在高并发下,大量的缓存key在同一时间失效(可能是由于key过期,也可能是由于Redis宕机),导致大量的请求落到数据库上,进而造成级联故障。如活动系统里面同时进行着非常多的活动,但是在某个时间点所有的活动缓存全部过期。

注意对比缓存雪崩缓存击穿。缓存雪崩是指几乎所有缓存都失效,而缓存击穿是指热点数据单条失效。

优化方案

  1. 保证Redis服务本身高可用,避免发生单点故障。
  2. 限流降级。这个解决方案的思想是,在缓存失效后,通过加锁或者队列来控制读数据库写缓存的线程数量。比如对某个key只允许一个线程查询数据和写缓存,其他线程等待。(以部分请求的响应延长或失败,来换取整个数据层的安全)。
  3. 数据预热。数据加热的含义就是在正式部署之前,我先把可能的数据先预先访问一遍,这样部分可能大量访问的数据就会加载到缓存中。
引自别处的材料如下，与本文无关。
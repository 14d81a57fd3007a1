use crate::{Mword, Smword};
use core::fmt;

bitflags! {
    /// The flag bits of a message tag.
    pub struct TagFlags: Mword {
        /// Transfer the FPU state along with the message.
        const TRANSFER_FPU = 0x1000;
        /// Make a scheduling decision instead of switching directly to the partner.
        const SCHEDULE     = 0x2000;
        /// Propagate the reply capability (send only).
        const PROPAGATE    = 0x4000;
        /// Set by the kernel when the operation failed; details are in the UTCB error word.
        const ERROR        = 0x8000;
    }
}

/// The message tag: word and item counts, flags and the protocol label.
///
/// Bits 0..6 hold the untyped word count, bits 6..12 the typed item count,
/// bits 12..16 the [`TagFlags`], and everything above bit 16 the (signed) protocol.
#[derive(Clone, Copy, Default, PartialEq, Eq)]
#[repr(transparent)]
pub struct MsgTag(Mword);

impl MsgTag {
    const WORDS_MASK: Mword = 0x3f;
    const ITEMS_SHIFT: u32 = 6;
    const FLAGS_MASK: Mword = 0xf000;
    const PROTO_SHIFT: u32 = 16;

    pub const fn new(words: usize, items: usize, flags: TagFlags, proto: Smword) -> MsgTag {
        MsgTag(
            (words & Self::WORDS_MASK)
                | ((items & Self::WORDS_MASK) << Self::ITEMS_SHIFT)
                | (flags.bits() & Self::FLAGS_MASK)
                | ((proto as Mword) << Self::PROTO_SHIFT),
        )
    }

    pub const fn from_raw(raw: Mword) -> MsgTag {
        MsgTag(raw)
    }

    pub const fn raw(&self) -> Mword {
        self.0
    }

    /// The number of untyped message words.
    pub const fn words(&self) -> usize {
        self.0 & Self::WORDS_MASK
    }

    /// The number of typed message items.
    pub const fn items(&self) -> usize {
        (self.0 >> Self::ITEMS_SHIFT) & Self::WORDS_MASK
    }

    pub const fn flags(&self) -> TagFlags {
        TagFlags::from_bits_truncate(self.0 & Self::FLAGS_MASK)
    }

    /// The protocol, also called the label.
    pub const fn proto(&self) -> Smword {
        (self.0 as Smword) >> Self::PROTO_SHIFT
    }

    pub const fn has_error(&self) -> bool {
        self.0 & TagFlags::ERROR.bits() != 0
    }

    /// Whether the sender asked to switch directly to the receiver
    /// instead of going through the scheduler.
    pub const fn do_switch(&self) -> bool {
        self.0 & TagFlags::SCHEDULE.bits() == 0
    }

    pub const fn transfer_fpu(&self) -> bool {
        self.0 & TagFlags::TRANSFER_FPU.bits() != 0
    }

    /// Returns a copy of this tag with the given flags added.
    pub const fn with_flags(self, flags: TagFlags) -> MsgTag {
        MsgTag(self.0 | (flags.bits() & Self::FLAGS_MASK))
    }

    /// Returns a copy of this tag with the given flags removed.
    pub const fn without_flags(self, flags: TagFlags) -> MsgTag {
        MsgTag(self.0 & !(flags.bits() & Self::FLAGS_MASK))
    }
}

impl fmt::Debug for MsgTag {
    fn fmt(&self, f: &mut fmt::Formatter<'_>) -> fmt::Result {
        write!(
            f,
            "MsgTag(proto: {}, words: {}, items: {}, flags: {:?})",
            self.proto(), self.words(), self.items(), self.flags()
        )
    }
}


#[cfg(test)]
mod tests {
    use super::*;
    use crate::label;

    #[test]
    fn fields_are_packed() {
        let tag = MsgTag::new(3, 1, TagFlags::SCHEDULE, label::THREAD);
        assert_eq!(tag.words(), 3);
        assert_eq!(tag.items(), 1);
        assert_eq!(tag.proto(), -12);
        assert!(!tag.do_switch());
        assert!(!tag.has_error());

        let err = tag.with_flags(TagFlags::ERROR);
        assert!(err.has_error());
        assert_eq!(err.proto(), -12);
        assert!(!err.without_flags(TagFlags::ERROR).has_error());
    }

    #[test]
    fn words_are_masked() {
        let tag = MsgTag::new(70, 0, TagFlags::empty(), 5);
        assert_eq!(tag.words(), 70 & 0x3f);
        assert_eq!(tag.items(), 0);
        assert_eq!(tag.proto(), 5);
        assert!(tag.do_switch());
    }
}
在即将发生大并发访问前手动触发加载缓存不同的key,设置不同的过期时间,让缓存失效的时间点尽量均匀。
  4. 缓存过期时间设置为滑动的。
  5. 提前演练:压力测试。

    了解Hystrix


11-6 无底洞问题

什么是无底洞问题?


11-7 热点key的重建问题(缓存击穿问题)

问题描述

当某个热点key还不存在缓存时,同一时间突然到达很多请求。每一个请求都会发现缓存不存在,然后访问底层数据库,然后重建缓存。这就会造成底层数据库压力,并且响应时间也很慢。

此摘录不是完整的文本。